Quando si parla ciò che si vive si cade spesso nella trappola del racconto, o forse ci si imbriglia consapevolmente, cercando di giustificare, rendere sopportabili o anche gradevoli alcuni eventi. Per raccontare bisogna poter vedere la storia dal fondo dell’imbuto, la storia deve essere passata. Cercare di trovare un nesso causale, dettato dal destino, tra ciò che accade nella vita di tutti i giorni rischia di diventare un comodo antidoto al caos, che spaventa e può lasciare inermi, indifesi.
L’ostinazione per il racconto di Massimo Recalcati
Ciò non significa doversi limitare a registrare i fatti e tacerli, senza la possibilità di connetterli tra loro. Si può attingere alla natura del racconto, comprendendo che questa forma di parlare implica necessariamente la capacità di scegliere. Il racconto infatti implica una fine tanto quanto la scelta di dare voce ad alcuni eventi. Ciò che viviamo comporta delle scelte e il racconto della nostra vita si basa sulla consapevolezza di ciò che scegliamo.
Per raccontare la propria vita bisogna essere ostinati, stare di fronte (ob-sistere) a ciò che ci accade e affrontarlo direttamente in uno scontro che si conclude nel momento in cui si decide.

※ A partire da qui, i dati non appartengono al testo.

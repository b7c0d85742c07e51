//! Observer and sink traits - outward notification interfaces

use crate::{ConnectionEvent, ContractError};

/// Synchronous subscriber, invoked on the poll thread.
///
/// Implementations must return quickly: a slow observer stalls the whole
/// event pipeline.
pub trait ConnectionObserver: Send + Sync {
    /// Name used in logs
    fn name(&self) -> &str {
        "observer"
    }

    fn on_event(&self, event: &ConnectionEvent);
}

/// Async notification output
///
/// Sinks run on their own worker task behind a bounded queue.
#[trait_variant::make(NotificationSink: Send)]
pub trait LocalNotificationSink {
    /// Sink name (used for logging/metrics)
    fn name(&self) -> &str;

    /// Write one notification
    ///
    /// # Errors
    /// Returns write error (should include context)
    async fn write(&mut self, event: &ConnectionEvent) -> Result<(), ContractError>;

    /// Flush buffer (if any)
    async fn flush(&mut self) -> Result<(), ContractError>;

    /// Close sink
    async fn close(&mut self) -> Result<(), ContractError>;
}
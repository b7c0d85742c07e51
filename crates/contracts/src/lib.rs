//! # Contracts
//!
//! Frozen interface contracts shared by every tracking crate: transport
//! events, frames, images, policies, configuration and the traits at the
//! transport / observer / sink seams.
//! Business crates depend on this crate only; reverse dependencies are prohibited.
//!
//! ## Time Model
//! - Transport clock in microseconds (`Transport::now()`) is the only clock
//! - `FrameId` orders tracking data, images and planar surfaces

mod calibration;
mod config_value;
mod connection_config;
mod device;
mod error;
mod event;
mod frame;
mod image;
mod observer;
mod policy;
mod quad;
mod session;
mod stats;
mod transport;

pub use calibration::CalibrationEntry;
pub use config_value::ConfigValue;
pub use connection_config::ConnectionConfig;
pub use device::*;
pub use error::*;
pub use event::*;
pub use frame::*;
pub use image::*;
pub use observer::{ConnectionObserver, LocalNotificationSink, NotificationSink};
pub use policy::{PolicyFlag, PolicyMask};
pub use quad::TrackedQuad;
pub use session::*;
pub use stats::PoolStats;
pub use transport::{ConnectionStatus, Transport};
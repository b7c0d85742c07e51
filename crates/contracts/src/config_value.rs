//! Typed values for the key/value configuration channel

use serde::{Deserialize, Serialize};

/// Value stored under a configuration key
#[derive(Debug, Clone, PartialEq, Serialize, Deserialize)]
#[serde(tag = "type", content = "value", rename_all = "snake_case")]
pub enum ConfigValue {
    Boolean(bool),
    Int32(i32),
    Float(f32),
    String(String),
    /// Response carried a type this side does not understand
    Unknown,
}

impl ConfigValue {
    pub fn type_name(&self) -> &'static str {
        match self {
            Self::Boolean(_) => "boolean",
            Self::Int32(_) => "int32",
            Self::Float(_) => "float",
            Self::String(_) => "string",
            Self::Unknown => "unknown",
        }
    }
}

impl From<bool> for ConfigValue {
    fn from(value: bool) -> Self {
        Self::Boolean(value)
    }
}

impl From<i32> for ConfigValue {
    fn from(value: i32) -> Self {
        Self::Int32(value)
    }
}

impl From<f32> for ConfigValue {
    fn from(value: f32) -> Self {
        Self::Float(value)
    }
}

impl From<&str> for ConfigValue {
    fn from(value: &str) -> Self {
        Self::String(value.to_string())
    }
}

impl From<String> for ConfigValue {
    fn from(value: String) -> Self {
        Self::String(value)
    }
}

#[cfg(test)]
mod tests {
    use super::*;

    #[test]
    fn test_json_shape() {
        let json = serde_json::to_string(&ConfigValue::Int32(3)).unwrap();
        assert_eq!(json, r#"{"type":"int32","value":3}"#);

        let unknown: ConfigValue = serde_json::from_str(r#"{"type":"unknown"}"#).unwrap();
        assert_eq!(unknown, ConfigValue::Unknown);
    }
}
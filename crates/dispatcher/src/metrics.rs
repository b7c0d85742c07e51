//! Per-sink delivery counters

use std::fmt;
use std::sync::atomic::{AtomicU64, AtomicUsize, Ordering};

/// Delivery counters of one sink, shared between its handle and worker
#[derive(Debug, Default)]
pub struct SinkMetrics {
    queue_len: AtomicUsize,
    written: AtomicU64,
    failed: AtomicU64,
    /// Notifications refused because the queue was full
    dropped: AtomicU64,
}

impl SinkMetrics {
    pub fn new() -> Self {
        Self::default()
    }

    pub fn set_queue_len(&self, len: usize) {
        self.queue_len.store(len, Ordering::Relaxed);
    }

    /// Count the outcome of one write
    pub fn record_write<E>(&self, result: &Result<(), E>) {
        match result {
            Ok(()) => self.written.fetch_add(1, Ordering::Relaxed),
            Err(_) => self.failed.fetch_add(1, Ordering::Relaxed),
        };
    }

    pub fn inc_dropped(&self) {
        self.dropped.fetch_add(1, Ordering::Relaxed);
    }

    pub fn queue_len(&self) -> usize {
        self.queue_len.load(Ordering::Relaxed)
    }

    pub fn written(&self) -> u64 {
        self.written.load(Ordering::Relaxed)
    }

    pub fn failed(&self) -> u64 {
        self.failed.load(Ordering::Relaxed)
    }

    pub fn dropped(&self) -> u64 {
        self.dropped.load(Ordering::Relaxed)
    }

    pub fn snapshot(&self) -> MetricsSnapshot {
        MetricsSnapshot {
            queue_len: self.queue_len(),
            written: self.written(),
            failed: self.failed(),
            dropped: self.dropped(),
        }
    }
}

/// Point-in-time copy of [`SinkMetrics`]
#[derive(Debug, Clone, Copy, Default, PartialEq, Eq)]
pub struct MetricsSnapshot {
    pub queue_len: usize,
    pub written: u64,
    pub failed: u64,
    pub dropped: u64,
}

impl fmt::Display for MetricsSnapshot {
    fn fmt(&self, f: &mut fmt::Formatter<'_>) -> fmt::Result {
        write!(
            f,
            "written={} failed={} dropped={} queued={}",
            self.written, self.failed, self.dropped, self.queue_len
        )
    }
}

#[cfg(test)]
mod tests {
    use super::*;

    #[test]
    fn test_record_write_outcomes() {
        let metrics = SinkMetrics::new();
        metrics.record_write::<()>(&Ok(()));
        metrics.record_write(&Err("boom"));
        metrics.inc_dropped();

        let snapshot = metrics.snapshot();
        assert_eq!(snapshot.written, 1);
        assert_eq!(snapshot.failed, 1);
        assert_eq!(snapshot.dropped, 1);
        assert_eq!(snapshot.to_string(), "written=1 failed=1 dropped=1 queued=0");
    }
}
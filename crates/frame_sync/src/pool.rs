//! Reusable image buffer pool.
//!
//! A slot is checked out for the duration of one transport write. Its buffer
//! moves to the transport and comes back in the completion, where it is
//! published as shared pixels. The next checkout of that slot reclaims the
//! allocation if no image still references it.

use std::collections::VecDeque;
use std::sync::Arc;

use contracts::{PoolStats, SlotHandle};
use tracing::{debug, trace};

#[derive(Debug, Default)]
struct PoolSlot {
    generation: u64,
    in_flight: bool,
    /// Idle allocation ready for the next checkout
    storage: Option<Vec<u8>>,
    /// Pixels of the last completion, reclaimable once unshared
    published: Option<Arc<Vec<u8>>>,
}

/// Fixed (or growable) set of payload slots with stable indices
#[derive(Debug)]
pub struct ImagePool {
    slots: Vec<PoolSlot>,
    free: VecDeque<u32>,
    grow: bool,
    next_generation: u64,
    stats: PoolStats,
}

impl ImagePool {
    pub fn new(capacity: usize, grow: bool) -> Self {
        let capacity = capacity.max(1);
        let slots = (0..capacity).map(|_| PoolSlot::default()).collect();
        let free = (0..capacity as u32).collect();
        Self {
            slots,
            free,
            grow,
            next_generation: 1,
            stats: PoolStats {
                capacity,
                ..Default::default()
            },
        }
    }

    /// Take a free slot and a buffer of exactly `size` bytes.
    ///
    /// Returns `None` when every slot is in flight and growth is disabled.
    pub fn check_out(&mut self, size: usize) -> Option<(SlotHandle, Vec<u8>)> {
        let index = match self.free.pop_front() {
            Some(index) => index,
            None if self.grow => {
                self.slots.push(PoolSlot::default());
                self.stats.capacity = self.slots.len();
                debug!(capacity = self.slots.len(), "image pool grown");
                (self.slots.len() - 1) as u32
            }
            None => {
                self.stats.exhausted += 1;
                trace!(capacity = self.slots.len(), "image pool exhausted");
                return None;
            }
        };

        let generation = self.next_generation;
        self.next_generation += 1;

        let slot = &mut self.slots[index as usize];
        slot.generation = generation;
        slot.in_flight = true;

        let reclaimed = slot
            .storage
            .take()
            .or_else(|| slot.published.take().and_then(|px| Arc::try_unwrap(px).ok()));

        let buffer = match reclaimed {
            Some(mut buffer) => {
                self.stats.reuses += 1;
                if buffer.len() != size {
                    buffer.resize(size, 0);
                    self.stats.resizes += 1;
                }
                buffer
            }
            None => {
                self.stats.allocations += 1;
                vec![0; size]
            }
        };

        self.stats.checkouts += 1;
        self.stats.in_flight += 1;
        Some((SlotHandle { index, generation }, buffer))
    }

    /// Handle of the checkout currently holding `index`, if any.
    ///
    /// Only meaningful between a checkout and its completion.
    #[inline]
    pub fn find_by_pool_index(&self, index: u32) -> Option<SlotHandle> {
        let slot = self.slots.get(index as usize)?;
        slot.in_flight.then_some(SlotHandle {
            index,
            generation: slot.generation,
        })
    }

    /// Accept the filled buffer of a checkout and return the slot.
    ///
    /// A handle whose generation no longer matches is stale: the buffer is
    /// dropped and `None` returned.
    pub fn complete(&mut self, handle: SlotHandle, buffer: Vec<u8>) -> Option<Arc<Vec<u8>>> {
        if !self.is_current(handle) {
            self.stats.stale_completions += 1;
            debug!(
                index = handle.index,
                generation = handle.generation,
                "stale pool completion rejected"
            );
            return None;
        }

        let pixels = Arc::new(buffer);
        let slot = &mut self.slots[handle.index as usize];
        slot.in_flight = false;
        slot.published = Some(Arc::clone(&pixels));
        self.free.push_back(handle.index);
        self.stats.in_flight -= 1;
        Some(pixels)
    }

    /// Return a slot whose buffer never came back (e.g. the hand-over failed)
    pub fn abandon(&mut self, handle: SlotHandle) -> bool {
        if !self.is_current(handle) {
            return false;
        }
        let slot = &mut self.slots[handle.index as usize];
        slot.in_flight = false;
        self.free.push_back(handle.index);
        self.stats.in_flight -= 1;
        true
    }

    /// Return every in-flight slot at once; their buffers are gone.
    ///
    /// Generations are kept, so a completion for any of these checkouts is
    /// rejected as stale.
    pub fn abandon_all_in_flight(&mut self) -> usize {
        let mut abandoned = 0;
        for (index, slot) in self.slots.iter_mut().enumerate() {
            if slot.in_flight {
                slot.in_flight = false;
                self.free.push_back(index as u32);
                abandoned += 1;
            }
        }
        self.stats.in_flight -= abandoned;
        if abandoned > 0 {
            debug!(abandoned, "in-flight image slots abandoned");
        }
        abandoned
    }

    fn is_current(&self, handle: SlotHandle) -> bool {
        self.slots
            .get(handle.index as usize)
            .is_some_and(|slot| slot.in_flight && slot.generation == handle.generation)
    }

    #[inline]
    pub fn in_flight(&self) -> usize {
        self.stats.in_flight
    }

    #[inline]
    pub fn capacity(&self) -> usize {
        self.slots.len()
    }

    pub fn stats(&self) -> PoolStats {
        self.stats
    }
}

La decisione è il taglio del filo che può stringere tanto forte da togliere il respiro e che se non reciso, rischia di diventare la matassa labirintica dei rimorsi e dei rimpianti.
Con straordinaria ostinazione, con la forza di chi sta di fronte alla propria vita scegliendola giorno dopo giorno Massimo Recalcati si racconta e racconta la vita dal primo battito all’esalazione dell’ultimo respiro, scegliendo la parola biblica che in un attimo restituisce la vita stessa: Amen, in scena al Teatro Franco Parenti dal 12 al 17 ottobre.
Ostinarsi alla vita
In forma di concerto per voci e elettronica, con la regia di Valter Malosti, viene consacrata la vita raccontandola attraverso l’alternarsi di tre punti di vista, incarnati nella Madre, il Figlio e il Soldato. Federica Fracassi, Marco Foschi e Danilo Nigrelli danno sostanza alla parola autobiografica della vita che si ostina, di un figlio nato prematuro e destinato alla morte, come dei soldati italiani dell’atroce ritirata dalla campagna di Russia di cui ha raccontato con la medesima ostinazione Mario Rigoni Stern ne Il sergente nella neve, libro talismano di Recalcati stesso, come ha spiegato nell’introduzione alla messa in scena.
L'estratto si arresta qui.